> [SOURCE MATERIAL]:
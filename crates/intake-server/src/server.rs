use std::sync::Arc;

use intake_types::Logger;
use tokio::net::TcpListener;

use crate::config::ServerConfig;
use crate::error::{ServerError, ServerResult};
use crate::pipeline::IntakePipeline;
use crate::router::build_router;
use crate::state::AppState;

/// Intake HTTP server.
pub struct IntakeServer {
    config: ServerConfig,
    pipeline: Arc<IntakePipeline>,
}

impl IntakeServer {
    /// Compose the pipeline from `config`, sharing `logger` with every component.
    pub fn new(config: ServerConfig, logger: Logger) -> Self {
        let pipeline = Arc::new(IntakePipeline::from_config(&config, logger));
        Self { config, pipeline }
    }

    pub fn config(&self) -> &ServerConfig {
        &self.config
    }

    /// Build the router (useful for testing).
    pub fn router(&self) -> axum::Router {
        build_router(AppState::new(
            Arc::clone(&self.pipeline),
            self.config.max_body_bytes,
        ))
    }

    /// Start serving requests until Ctrl-C.
    pub async fn serve(self) -> ServerResult<()> {
        let app = self.router();
        let listener = TcpListener::bind(&self.config.bind_addr).await?;
        tracing::info!(
            data_dir = %self.config.data_dir.display(),
            "intake server listening on {}",
            self.config.bind_addr
        );
        axum::serve(listener, app)
            .with_graceful_shutdown(shutdown_signal())
            .await
            .map_err(|e| ServerError::Internal(e.to_string()))
    }
}

async fn shutdown_signal() {
    if let Err(e) = tokio::signal::ctrl_c().await {
        tracing::warn!(error = %e, "failed to listen for shutdown signal");
        std::future::pending::<()>().await;
    }
    tracing::info!("shutting down");
}
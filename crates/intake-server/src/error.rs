use axum::http::{header, HeaderValue, StatusCode};
use axum::response::{IntoResponse, Response};
use axum::Json;
use intake_validate::Rejection;
use thiserror::Error;

use crate::envelope::{ApiEnvelope, ErrorCode};

/// Message returned for anything unexpected. Internal detail goes to the log only.
pub const INTERNAL_ERROR_MESSAGE: &str = "Something went wrong. Please try again later.";

/// Server lifecycle errors (configuration, binding, serving).
#[derive(Debug, Error)]
pub enum ServerError {
    #[error("configuration error: {0}")]
    Config(String),

    #[error("I/O error: {0}")]
    Io(#[from] std::io::Error),

    #[error("internal error: {0}")]
    Internal(String),
}

pub type ServerResult<T> = Result<T, ServerError>;

/// Errors returned by submission handlers, rendered as failure envelopes.
#[derive(Debug, Error)]
pub enum ApiError {
    #[error("method {0} not allowed")]
    MethodNotAllowed(String),

    #[error("invalid input: {0}")]
    InvalidInput(String),

    #[error("{reason}")]
    Validation { field: String, reason: String },

    #[error("internal error: {0}")]
    Internal(String),
}

impl ApiError {
    pub const fn status_code(&self) -> StatusCode {
        match self {
            Self::MethodNotAllowed(_) => StatusCode::METHOD_NOT_ALLOWED,
            Self::InvalidInput(_) | Self::Validation { .. } => StatusCode::BAD_REQUEST,
            Self::Internal(_) => StatusCode::INTERNAL_SERVER_ERROR,
        }
    }

    pub const fn code(&self) -> ErrorCode {
        match self {
            Self::MethodNotAllowed(_) | Self::InvalidInput(_) => ErrorCode::InvalidInput,
            Self::Validation { .. } => ErrorCode::ValidationError,
            Self::Internal(_) => ErrorCode::InternalError,
        }
    }

    /// Caller-facing message. Never includes internal detail.
    pub fn public_message(&self) -> String {
        match self {
            Self::MethodNotAllowed(_) => "Method not allowed".into(),
            Self::InvalidInput(message) => message.clone(),
            Self::Validation { reason, .. } => reason.clone(),
            Self::Internal(_) => INTERNAL_ERROR_MESSAGE.into(),
        }
    }
}

impl From<Rejection> for ApiError {
    fn from(rejection: Rejection) -> Self {
        match rejection {
            Rejection::MethodNotAllowed { method } => Self::MethodNotAllowed(method),
            Rejection::InvalidInput(message) => Self::InvalidInput(message),
            Rejection::Validation { field, reason } => Self::Validation { field, reason },
        }
    }
}

impl IntoResponse for ApiError {
    fn into_response(self) -> Response {
        if let Self::Internal(detail) = &self {
            tracing::error!(detail = %detail, "unhandled error in request pipeline");
        }
        let body = ApiEnvelope::failure(self.public_message(), self.code());
        let mut response = (self.status_code(), Json(body)).into_response();
        if matches!(self, Self::MethodNotAllowed(_)) {
            response
                .headers_mut()
                .insert(header::ALLOW, HeaderValue::from_static("POST"));
        }
        response
    }
}

pub type ApiResult<T> = Result<T, ApiError>;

> [PROBLEM DETAILS]: Every entry is to be restated word for word, with nothing dropped.

> [ANSWER AREA]:
filename crates/intake-server/src/server.rs
use std::sync::Arc;

use intake_types::Logger;
use tokio::net::TcpListener;

use crate::config::ServerConfig;
use crate::error::{ServerError, ServerResult};
use crate::pipeline::IntakePipeline;
use crate::router::build_router;
use crate::state::AppState;

/// Intake HTTP server.
pub struct IntakeServer {
    config: ServerConfig,
    pipeline: Arc<IntakePipeline>,
}

impl IntakeServer {
    /// Compose the pipeline from `config`, sharing `logger` with every component.
    pub fn new(config: ServerConfig, logger: Logger) -> Self {
        let pipeline = Arc::new(IntakePipeline::from_config(&config, logger));
        Self { config, pipeline }
    }

    pub fn config(&self) -> &ServerConfig {
        &self.config
    }

    /// Build the router (useful for testing).
    pub fn router(&self) -> axum::Router {
        build_router(AppState::new(
            Arc::clone(&self.pipeline),
            self.config.max_body_bytes,
        ))
    }

    /// Start serving requests until Ctrl-C.
    pub async fn serve(self) -> ServerResult<()> {
        let app = self.router();
        let listener = TcpListener::bind(&self.config.bind_addr).await?;
        tracing::info!(
            data_dir = %self.config.data_dir.display(),
            "intake server listening on {}",
            self.config.bind_addr
        );
        axum::serve(listener, app)
            .with_graceful_shutdown(shutdown_signal())
            .await
            .map_err(|e| ServerError::Internal(e.to_string()))
    }
}

async fn shutdown_signal() {
    if let Err(e) = tokio::signal::ctrl_c().await {
        tracing::warn!(error = %e, "failed to listen for shutdown signal");
        std::future::pending::<()>().await;
    }
    tracing::info!("shutting down");
}
filename crates/intake-server/src/error.rs
use axum::http::{header, HeaderValue, StatusCode};
use axum::response::{IntoResponse, Response};
use axum::Json;
use intake_validate::Rejection;
use thiserror::Error;

use crate::envelope::{ApiEnvelope, ErrorCode};

/// Message returned for anything unexpected. Internal detail goes to the log only.
pub const INTERNAL_ERROR_MESSAGE: &str = "Something went wrong. Please try again later.";

/// Server lifecycle errors (configuration, binding, serving).
#[derive(Debug, Error)]
pub enum ServerError {
    #[error("configuration error: {0}")]
    Config(String),

    #[error("I/O error: {0}")]
    Io(#[from] std::io::Error),

    #[error("internal error: {0}")]
    Internal(String),
}

pub type ServerResult<T> = Result<T, ServerError>;

/// Errors returned by submission handlers, rendered as failure envelopes.
#[derive(Debug, Error)]
pub enum ApiError {
    #[error("method {0} not allowed")]
    MethodNotAllowed(String),

    #[error("invalid input: {0}")]
    InvalidInput(String),

    #[error("{reason}")]
    Validation { field: String, reason: String },

    #[error("internal error: {0}")]
    Internal(String),
}

impl ApiError {
    pub const fn status_code(&self) -> StatusCode {
        match self {
            Self::MethodNotAllowed(_) => StatusCode::METHOD_NOT_ALLOWED,
            Self::InvalidInput(_) | Self::Validation { .. } => StatusCode::BAD_REQUEST,
            Self::Internal(_) => StatusCode::INTERNAL_SERVER_ERROR,
        }
    }

    pub const fn code(&self) -> ErrorCode {
        match self {
            Self::MethodNotAllowed(_) | Self::InvalidInput(_) => ErrorCode::InvalidInput,
            Self::Validation { .. } => ErrorCode::ValidationError,
            Self::Internal(_) => ErrorCode::InternalError,
        }
    }

    /// Caller-facing message. Never includes internal detail.
    pub fn public_message(&self) -> String {
        match self {
            Self::MethodNotAllowed(_) => "Method not allowed".into(),
            Self::InvalidInput(message) => message.clone(),
            Self::Validation { reason, .. } => reason.clone(),
            Self::Internal(_) => INTERNAL_ERROR_MESSAGE.into(),
        }
    }
}

impl From<Rejection> for ApiError {
    fn from(rejection: Rejection) -> Self {
        match rejection {
            Rejection::MethodNotAllowed { method } => Self::MethodNotAllowed(method),
            Rejection::InvalidInput(message) => Self::InvalidInput(message),
            Rejection::Validation { field, reason } => Self::Validation { field, reason },
        }
    }
}

impl IntoResponse for ApiError {
    fn into_response(self) -> Response {
        if let Self::Internal(detail) = &self {
            tracing::error!(detail = %detail, "unhandled error in request pipeline");
        }
        let body = ApiEnvelope::failure(self.public_message(), self.code());
        let mut response = (self.status_code(), Json(body)).into_response();
        if matches!(self, Self::MethodNotAllowed(_)) {
            response
                .headers_mut()
                .insert(header::ALLOW, HeaderValue::from_static("POST"));
        }
        response
    }
}

pub type ApiResult<T> = Result<T, ApiError>;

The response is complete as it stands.